Let f(x) be a differentiable function in a suitable interval. Then, the graph of f(x) can be categorized as –

### Concave Up

If the derivative \((\frac{d^2f}{dx^2})_{x = c} > 0\), the function is said to be Concave Up, or simply Concave, at the point (c, f(c)). In such a case, the points on the graph of the function in the neighborhood of c lie above the straight line which is tangent at the point (c, f(c)). The following figure should give you a better idea of what we mean here –

### Concave Down

If the derivative \((\frac{d^2f}{dx^2})_{x = c} < 0\), the function is said to be Concave Down, or simply Convex, at the point (c, f(c)). In such a case, the points on the graph of the function in the neighborhood of c lie below the straight line which is tangent at the point (c, f(c)). The corresponding figure is as follows –

### Important Remarks

In both of the figures above, you can ascertain that the function is increasing in the given interval. Since we know that if the derivative \((\frac{df}{dx})_{x = c} > 0\), the function is increasing at the point (c, f(c)). Clearly, the first derivative of the function is greater than 0 for both functions represented above; and this information is insufficient to determine the shape of the function.

We must know, how does the derivative of the function changes with changing x. If the derivative behaves as an increasing function i.e. \(\frac{d}{dx}(\frac{df}{dx}) > 0\), the function is said to be Concave Up. And, if the derivative behaves as an decreasing function i.e. \(\frac{d}{dx}(\frac{df}{dx}) < 0\), the function is said to be Concave Down. Therefore, the value of the second derivative is crucial in determining the shape of the graph of the function.

## Points of Inflection

If the derivative \((\frac{d^2f}{dx^2})_{x = c} = 0\), the point (c, f(c)) is said to be a point of inflection of the given function. At such a point, the Concavity of the function changes its direction i.e. If the function is Concave Up, it becomes Concave Down, and vice-versa.

Now go through the solved example to understand the aforementioned concepts better.

### Note

We had already encountered another very important application of the Second Order Derivatives when we used them in the determination of Maximas and Minimas of a function. The test proceeds as follows –

If f'(x) = 0 at a given point (c, f(c)), then the second-order derivative at that point is computed. If f”(x) > 0 at that point, then it is a Local Minimum, and if f”(x) < 0 at that point, then it is a Local Maximum. If f”(x) = 0, higher order derivatives, or other methods of determination are required.

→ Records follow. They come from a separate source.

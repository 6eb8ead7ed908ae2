use axum::{Json, Router, extract::State, routing::post};

use crate::{
    dto::users::RegisterUserRequest,
    error::{AppError, AppResult},
    models::Customer,
    response::{ApiResponse, Meta},
    state::AppState,
};

pub fn router() -> Router<AppState> {
    Router::new().route("/register", post(register_user))
}

#[utoipa::path(
    post,
    path = "/api/users/register",
    request_body = RegisterUserRequest,
    responses(
        (status = 200, description = "Existing or newly registered customer", body = ApiResponse<Customer>),
        (status = 400, description = "Invalid phone"),
    ),
    tag = "Users"
)]
pub async fn register_user(
    State(state): State<AppState>,
    Json(payload): Json<RegisterUserRequest>,
) -> AppResult<Json<ApiResponse<Customer>>> {
    let phone = payload.phone.trim();
    if phone.is_empty() {
        return Err(AppError::BadRequest("phone must not be empty".into()));
    }
    let customer = state.users.register_user(phone, payload.name).await?;
    Ok(Json(ApiResponse::success("Registered", customer, Some(Meta::empty()))))
}
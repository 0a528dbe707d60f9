//! Loads `ContentItem` records from exported CSV or JSON files.
//!
//! Missing text fields become empty strings and missing or blank numeric
//! fields become 0; anything present must parse.

pub mod error;
pub mod loader;

pub use error::IngestError;
pub use loader::{load_csv, load_json, load_path, parse_json, read_csv};
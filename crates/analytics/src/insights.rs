use rust_decimal::Decimal;
use serde::Serialize;
use std::fmt;

/// A directional signal found in the data.
#[derive(Debug, Clone, PartialEq, Serialize)]
#[serde(tag = "kind", rename_all = "snake_case")]
pub enum Trend {
    /// Fewer than three items; no other trend is reported.
    InsufficientData,
    EngagementUp { from: Decimal, to: Decimal },
    EngagementDown { from: Decimal, to: Decimal },
    /// Within ±10%; `average` is the midpoint of both halves.
    EngagementStable { average: Decimal },
    LongFormOutperforms,
    ShortFormOutperforms,
}

impl fmt::Display for Trend {
    fn fmt(&self, f: &mut fmt::Formatter<'_>) -> fmt::Result {
        match self {
            Trend::InsufficientData => write!(f, "Insufficient data for trend analysis"),
            Trend::EngagementUp { from, to } => {
                write!(f, "Engagement trending UP: {from:.1}% → {to:.1}%")
            }
            Trend::EngagementDown { from, to } => {
                write!(f, "Engagement trending DOWN: {from:.1}% → {to:.1}%")
            }
            Trend::EngagementStable { average } => write!(f, "Engagement stable: ~{average:.1}%"),
            Trend::LongFormOutperforms => {
                write!(f, "Long-form content (1000+ words) outperforms short content")
            }
            Trend::ShortFormOutperforms => {
                write!(f, "Short-form content (<1000 words) outperforms long content")
            }
        }
    }
}

/// An actionable next step derived from rankings and category averages.
#[derive(Debug, Clone, PartialEq, Serialize)]
#[serde(tag = "kind", rename_all = "snake_case")]
pub enum Recommendation {
    /// The type that dominates the top performers.
    CreateMoreOfType { content_type: String },
    /// The category with the best mean engagement rate.
    DoubleDownOnCategory {
        category: String,
        avg_engagement_rate: Decimal,
    },
    /// Mean views of the worst performers, as the baseline to beat.
    ExperimentWithFormat { avg_views: Decimal },
}

impl fmt::Display for Recommendation {
    fn fmt(&self, f: &mut fmt::Formatter<'_>) -> fmt::Result {
        match self {
            Recommendation::CreateMoreOfType { content_type } => write!(
                f,
                "Quick Win: Create more {content_type} content - your top performers are this type"
            ),
            Recommendation::DoubleDownOnCategory {
                category,
                avg_engagement_rate,
            } => write!(
                f,
                "Strategic: Double down on '{category}' category ({avg_engagement_rate:.1}% avg engagement)"
            ),
            Recommendation::ExperimentWithFormat { avg_views } => write!(
                f,
                "Experiment: Test different headlines/formats for low performers (avg {avg_views:.0} views)"
            ),
        }
    }
}

#[cfg(test)]
mod tests {
    use super::*;
    use rust_decimal_macros::dec;

    #[test]
    fn insufficient_data_wording() {
        assert_eq!(
            Trend::InsufficientData.to_string(),
            "Insufficient data for trend analysis"
        );
    }

    #[test]
    fn rates_render_with_one_decimal() {
        let t = Trend::EngagementUp {
            from: dec!(4.2),
            to: dec!(7),
        };
        assert_eq!(t.to_string(), "Engagement trending UP: 4.2% → 7.0%");
    }

    #[test]
    fn serializes_with_kind_tag() {
        let r = Recommendation::CreateMoreOfType {
            content_type: "video".to_string(),
        };
        let json = serde_json::to_value(&r).unwrap();
        assert_eq!(json["kind"], "create_more_of_type");
        assert_eq!(json["content_type"], "video");
    }
}
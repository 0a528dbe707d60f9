use crate::benchmark::benchmark_for;
use crate::error::AnalyticsError;
use crate::insights::{Recommendation, Trend};
use crate::report::{ContentTypeStats, GroupStats, PerformanceReport};
use core_types::{ContentItem, Metric, RankDirection};
use rust_decimal::Decimal;
use rust_decimal_macros::dec;
use std::collections::BTreeMap;

/// Bucket for items with a blank category.
pub const UNCATEGORIZED: &str = "Uncategorized";
/// Bucket for items with a blank content type.
pub const OTHER_TYPE: &str = "other";

/// Second-half engagement must move by this factor to count as a trend.
const TREND_UP: Decimal = dec!(1.1);
const TREND_DOWN: Decimal = dec!(0.9);
/// One length bucket must beat the other by this factor.
const LENGTH_EDGE: Decimal = dec!(1.2);
const LONG_FORM_WORDS: u64 = 1000;
/// How many items the recommendation pass looks at on each end.
const RECOMMENDATION_SAMPLE: usize = 3;

/// A stateless calculator for content performance.
///
/// `top_n` and `rank_metric` only shape the top/worst lists of `analyze`;
/// every other operation takes its inputs explicitly.
#[derive(Debug, Clone)]
pub struct AnalyticsEngine {
    top_n: usize,
    rank_metric: Metric,
}

impl Default for AnalyticsEngine {
    fn default() -> Self {
        Self {
            top_n: 5,
            rank_metric: Metric::EngagementRate,
        }
    }
}

impl AnalyticsEngine {
    pub fn new(top_n: usize, rank_metric: Metric) -> Self {
        Self { top_n, rank_metric }
    }

    /// The main entry point: computes a full `PerformanceReport`.
    ///
    /// # Errors
    ///
    /// `AnalyticsError::EmptyInput` when `items` is empty.
    pub fn analyze(&self, items: &[ContentItem]) -> Result<PerformanceReport, AnalyticsError> {
        if items.is_empty() {
            return Err(AnalyticsError::EmptyInput("no content data loaded"));
        }

        let dates: Vec<&str> = items
            .iter()
            .map(|i| i.publish_date.as_str())
            .filter(|d| !d.is_empty())
            .collect();
        let date_range = match (dates.iter().min(), dates.iter().max()) {
            (Some(first), Some(last)) => Some((first.to_string(), last.to_string())),
            _ => None,
        };

        let report = PerformanceReport {
            total_content: items.len(),
            date_range,
            total_views: items.iter().map(|i| i.views).sum(),
            total_engagement: items.iter().map(|i| i.engagement).sum(),
            total_clicks: items.iter().map(|i| i.clicks).sum(),
            total_conversions: items.iter().map(|i| i.conversions).sum(),
            avg_views: mean(items.iter().map(|i| Decimal::from(i.views))),
            avg_engagement_rate: mean(items.iter().map(ContentItem::engagement_rate)),
            avg_ctr: mean(items.iter().map(ContentItem::click_through_rate)),
            avg_conversion_rate: mean(items.iter().map(ContentItem::conversion_rate)),
            top_performers: cloned(self.rank(items, self.rank_metric, self.top_n, RankDirection::Top)),
            worst_performers: cloned(self.rank(
                items,
                self.rank_metric,
                self.top_n,
                RankDirection::Worst,
            )),
            by_category: self.by_category(items)?,
            by_content_type: self.by_content_type(items)?,
            trends: self.detect_trends(items),
            recommendations: self.recommend(items),
        };

        tracing::info!(
            items = report.total_content,
            categories = report.by_category.len(),
            content_types = report.by_content_type.len(),
            trends = report.trends.len(),
            "Content performance analyzed."
        );

        Ok(report)
    }

    /// Groups items by an arbitrary key and averages each group.
    ///
    /// Items whose key is blank land in `fallback` rather than being dropped.
    pub fn group_by<F>(
        &self,
        items: &[ContentItem],
        key: F,
        fallback: &str,
    ) -> Result<BTreeMap<String, GroupStats>, AnalyticsError>
    where
        F: Fn(&ContentItem) -> &str,
    {
        if items.is_empty() {
            return Err(AnalyticsError::EmptyInput("cannot average an empty collection"));
        }

        Ok(partition(items, key, fallback)
            .into_iter()
            .map(|(name, group)| {
                let stats = GroupStats {
                    count: group.len(),
                    avg_views: mean(group.iter().map(|i| Decimal::from(i.views))),
                    avg_engagement_rate: mean(group.iter().map(|i| i.engagement_rate())),
                    avg_ctr: mean(group.iter().map(|i| i.click_through_rate())),
                    total_views: group.iter().map(|i| i.views).sum(),
                };
                (name, stats)
            })
            .collect())
    }

    /// Per-category averages; blank categories are reported as `Uncategorized`.
    pub fn by_category(
        &self,
        items: &[ContentItem],
    ) -> Result<BTreeMap<String, GroupStats>, AnalyticsError> {
        self.group_by(items, |i| i.category.as_str(), UNCATEGORIZED)
    }

    /// Per-content-type averages with a benchmark verdict on engagement.
    pub fn by_content_type(
        &self,
        items: &[ContentItem],
    ) -> Result<BTreeMap<String, ContentTypeStats>, AnalyticsError> {
        if items.is_empty() {
            return Err(AnalyticsError::EmptyInput("cannot average an empty collection"));
        }

        Ok(partition(items, |i| i.content_type.as_str(), OTHER_TYPE)
            .into_iter()
            .map(|(name, group)| {
                let avg_engagement_rate = mean(group.iter().map(|i| i.engagement_rate()));
                let stats = ContentTypeStats {
                    count: group.len(),
                    avg_views: mean(group.iter().map(|i| Decimal::from(i.views))),
                    avg_engagement_rate,
                    benchmark_status: benchmark_for(&name).classify(avg_engagement_rate),
                };
                (name, stats)
            })
            .collect())
    }

    /// The first `n` items ordered by `metric`.
    ///
    /// The sort is stable: items with equal values keep their input order.
    pub fn rank<'a>(
        &self,
        items: &'a [ContentItem],
        metric: Metric,
        n: usize,
        direction: RankDirection,
    ) -> Vec<&'a ContentItem> {
        let mut ranked: Vec<(&ContentItem, Decimal)> =
            items.iter().map(|i| (i, i.metric(metric))).collect();
        match direction {
            RankDirection::Top => ranked.sort_by(|a, b| b.1.cmp(&a.1)),
            RankDirection::Worst => ranked.sort_by(|a, b| a.1.cmp(&b.1)),
        }
        ranked.into_iter().take(n).map(|(i, _)| i).collect()
    }

    /// Compares engagement between the older and newer half of the items, and
    /// short against long content when word counts are known.
    pub fn detect_trends(&self, items: &[ContentItem]) -> Vec<Trend> {
        if items.len() < 3 {
            return vec![Trend::InsufficientData];
        }

        let mut trends = Vec::new();

        let mut by_date: Vec<&ContentItem> = items.iter().collect();
        by_date.sort_by(|a, b| a.publish_date.cmp(&b.publish_date));
        // Odd counts put the extra item in the newer half.
        let (older, newer) = by_date.split_at(by_date.len() / 2);

        let first = mean(older.iter().map(|i| i.engagement_rate()));
        let second = mean(newer.iter().map(|i| i.engagement_rate()));

        // The strict comparisons keep an all-zero series from reading as a move.
        if second >= first * TREND_UP && second > first {
            trends.push(Trend::EngagementUp {
                from: first,
                to: second,
            });
        } else if second <= first * TREND_DOWN && second < first {
            trends.push(Trend::EngagementDown {
                from: first,
                to: second,
            });
        } else {
            trends.push(Trend::EngagementStable {
                average: (first + second) / dec!(2),
            });
        }

        let (short, long): (Vec<&ContentItem>, Vec<&ContentItem>) = items
            .iter()
            .filter(|i| i.word_count > 0)
            .partition(|i| i.word_count < LONG_FORM_WORDS);

        if !short.is_empty() && !long.is_empty() {
            let short_avg = mean(short.iter().map(|i| i.engagement_rate()));
            let long_avg = mean(long.iter().map(|i| i.engagement_rate()));

            if long_avg >= short_avg * LENGTH_EDGE && long_avg > short_avg {
                trends.push(Trend::LongFormOutperforms);
            } else if short_avg >= long_avg * LENGTH_EDGE && short_avg > long_avg {
                trends.push(Trend::ShortFormOutperforms);
            }
        }

        tracing::debug!(?trends, "Trend detection finished.");
        trends
    }

    /// Derives next steps from the top and worst three items by engagement
    /// rate and from the category breakdown. Empty input yields no advice.
    pub fn recommend(&self, items: &[ContentItem]) -> Vec<Recommendation> {
        let mut recommendations = Vec::new();
        if items.is_empty() {
            return recommendations;
        }

        let top = self.rank(
            items,
            Metric::EngagementRate,
            RECOMMENDATION_SAMPLE,
            RankDirection::Top,
        );
        if let Some(content_type) = most_frequent_type(&top) {
            recommendations.push(Recommendation::CreateMoreOfType { content_type });
        }

        if let Ok(by_category) = self.by_category(items) {
            let mut best: Option<(&String, &GroupStats)> = None;
            for (name, stats) in &by_category {
                if best.is_none_or(|(_, b)| stats.avg_engagement_rate > b.avg_engagement_rate) {
                    best = Some((name, stats));
                }
            }
            if let Some((category, stats)) = best {
                recommendations.push(Recommendation::DoubleDownOnCategory {
                    category: category.clone(),
                    avg_engagement_rate: stats.avg_engagement_rate,
                });
            }
        }

        let worst = self.rank(
            items,
            Metric::EngagementRate,
            RECOMMENDATION_SAMPLE,
            RankDirection::Worst,
        );
        recommendations.push(Recommendation::ExperimentWithFormat {
            avg_views: mean(worst.iter().map(|i| Decimal::from(i.views))),
        });

        recommendations
    }
}

/// Most common content type among `ranked`; on a tie, the type that shows up
/// first in ranking order wins.
fn most_frequent_type(ranked: &[&ContentItem]) -> Option<String> {
    let mut best: Option<(&str, usize)> = None;
    for item in ranked {
        let label = label_or(&item.content_type, OTHER_TYPE);
        let count = ranked
            .iter()
            .filter(|other| label_or(&other.content_type, OTHER_TYPE) == label)
            .count();
        if best.is_none_or(|(_, c)| count > c) {
            best = Some((label, count));
        }
    }
    best.map(|(label, _)| label.to_string())
}

fn partition<'a, F>(
    items: &'a [ContentItem],
    key: F,
    fallback: &str,
) -> BTreeMap<String, Vec<&'a ContentItem>>
where
    F: Fn(&ContentItem) -> &str,
{
    let mut groups: BTreeMap<String, Vec<&ContentItem>> = BTreeMap::new();
    for item in items {
        groups
            .entry(label_or(key(item), fallback).to_string())
            .or_default()
            .push(item);
    }
    groups
}

fn label_or<'a>(value: &'a str, fallback: &'a str) -> &'a str {
    if value.trim().is_empty() {
        fallback
    } else {
        value
    }
}

/// Arithmetic mean; zero for an empty sequence.
fn mean(values: impl Iterator<Item = Decimal>) -> Decimal {
    let (sum, count) = values.fold((Decimal::ZERO, 0u64), |(s, c), v| (s + v, c + 1));
    if count == 0 {
        return Decimal::ZERO;
    }
    sum / Decimal::from(count)
}

fn cloned(items: Vec<&ContentItem>) -> Vec<ContentItem> {
    items.into_iter().cloned().collect()
}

Now that we know the uses of the second-order derivatives, it is important to know how to calculate them for certain cases. The calculation very straightforward for functions of the form f(x), but it could become tricky, especially if the functions are given in the parametric form. The upcoming section explains how to proceed in such cases.

## Second Order Derivatives of a Function in Parametric Form

We know that the first derivative of a function y(t) with respect to x(t), in Parametric Form can be directly calculated as –

$${\frac{dy}{dx} = \frac{\frac{dy}{dt}}{\frac{dx}{dt}}}$$ One may then expect that the second derivative can then be given as –

\({\frac{d^2y}{dx^2} = \frac{\frac{d^2y}{dt^2}}{\frac{d^2x}{dt^2}}}\)

But, this is a Wrong Argument. The Correct Method to calculate the second derivative, is to proceed by noting that now you are going to be differentiating the function \(\frac{dy}{dx}\), which is a function of the paramter t, with respect to x(t). Thus, the process is as follows –

\({\frac{d^2y}{dx^2} = \frac{d}{dx}(\frac{dy}{dx})}\)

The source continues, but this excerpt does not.